Depends how subtle you want the link to be. You could get some timber salvaged from a shipwrecked boat, but once turned into a handle only you probably wouldn't be able to tell. Or you could go for something much less subtle like some of the resin bound handle materials


----------



## PolishAvenger (Apr 25, 2016)

Bone from the sea, you say? Oosik, say I.
-Mark


----------



## Bill13 (Apr 25, 2016)

A less expensive choice could be bog oak. Yes, it's not from the sea..... but it has been underwater for thousands of years.

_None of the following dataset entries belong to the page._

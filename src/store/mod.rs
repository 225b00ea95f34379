//! 게임 상태 영속 계층
//!
//! 체인 상태와 플레이어 통계를 키-값으로 읽고 쓰는 [`GameStore`]
//! 트레이트와 메모리/SQLite 구현, 표면 단위 직렬화 잠금을 제공합니다.

mod locks;
mod memory;
mod sqlite;

pub use locks::SurfaceLocks;
pub use memory::MemoryStore;
pub use sqlite::SqliteStore;

use thiserror::Error;

use crate::game::ChainState;
use crate::stats::PlayerStats;

/// 상태 저장소 에러
///
/// 연결 실패 등 하부 오류는 가공 없이 그대로 전달한다. 재시도/백오프는
/// 저장소 구현의 몫이다.
#[derive(Debug, Error)]
pub enum StoreError {
    #[error("상태 저장소 오류: {0}")]
    Storage(#[from] rusqlite::Error),
    #[error("상태 직렬화 오류: {0}")]
    Serialization(#[from] serde_json::Error),
    #[error("상태 저장소 잠금이 오염되었습니다")]
    Poisoned,
}

/// 체인 상태와 플레이어 통계의 키-값 저장소
pub trait GameStore {
    /// 표면 id로 체인 상태 조회 (없으면 None)
    fn load_chain(&self, surface_id: u64) -> Result<Option<ChainState>, StoreError>;

    /// 체인 상태 저장 (있으면 덮어씀)
    fn save_chain(&self, state: &ChainState) -> Result<(), StoreError>;

    /// 플레이어 id로 통계 조회 (없으면 None)
    fn load_stats(&self, player_id: u64) -> Result<Option<PlayerStats>, StoreError>;

    /// 플레이어 통계 저장 (있으면 덮어씀)
    fn save_stats(&self, stats: &PlayerStats) -> Result<(), StoreError>;

    /// 체인 상태 조회, 없으면 빈 상태 반환 (저장은 하지 않음)
    fn load_or_create_chain(&self, surface_id: u64) -> Result<ChainState, StoreError> {
        Ok(self
            .load_chain(surface_id)?
            .unwrap_or_else(|| ChainState::new(surface_id)))
    }

    /// 플레이어 통계 조회, 없으면 빈 통계 반환 (저장은 하지 않음)
    fn load_or_create_stats(&self, player_id: u64) -> Result<PlayerStats, StoreError> {
        Ok(self
            .load_stats(player_id)?
            .unwrap_or_else(|| PlayerStats::new(player_id)))
    }
}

Shouldn't that count for something:biggrin:.


----------



## ecchef (Apr 25, 2016)

Narwhal tusk, if it's legal and you can find some.


----------



## KCMande (Apr 26, 2016)

Wampum? 
I'm not 100% certain what it even is, all I know is its made from shellfish shells. A local jeweler in my area uses it exclusively and it looks incredible. Deep varying hues of purple are most prevalent.


----------



## Dan P. (Apr 26, 2016)

Driftwood, if you can find the right shape. Whalebone? I believe there are different types, baleen, etc.


----------



## Graydo77 (Jul 10, 2016)

I think KCMande is referring to abalone shell, it's got some great colors in it.


----------



## panda (Jul 11, 2016)

swordfish bill


----------



## thorax (Jul 14, 2016)

Turtle shell


----------



## jrmysell (Jul 14, 2016)

thorax said:


> Turtle shell



Pretty sure that's illegal. 

I'd say abolone


----------



## JMJones (Jul 14, 2016)

Walrus tusk. Looks cool but is pretty pricey.


----------



## mille162 (Jul 14, 2016)

jrmysell said:


> Pretty sure that's illegal.
> 
> I'd say abolone



funny, was gifted 5 bracelets made from cut and curved turtle shell, handmade by a villager I befriended in Fiji last week. They catch it, eat it, and then use every part of the body. A more remote island with no docks, no roads, no cars, no real infrastructure (i.e. paradise)...didn't even think about asking for a piece to use in the handle! but then again, I travel with my knives alot and don't want to have issues at customs!


----------



## jrmysell (Jul 16, 2016)

mille162 said:


> funny, was gifted 5 bracelets made from cut and curved turtle shell, handmade by a villager I befriended in Fiji last week. They catch it, eat it, and then use every part of the body. A more remote island with no docks, no roads, no cars, no real infrastructure (i.e. paradise)...didn't even think about asking for a piece to use in the handle! but then again, I travel with my knives alot and don't want to have issues at customs!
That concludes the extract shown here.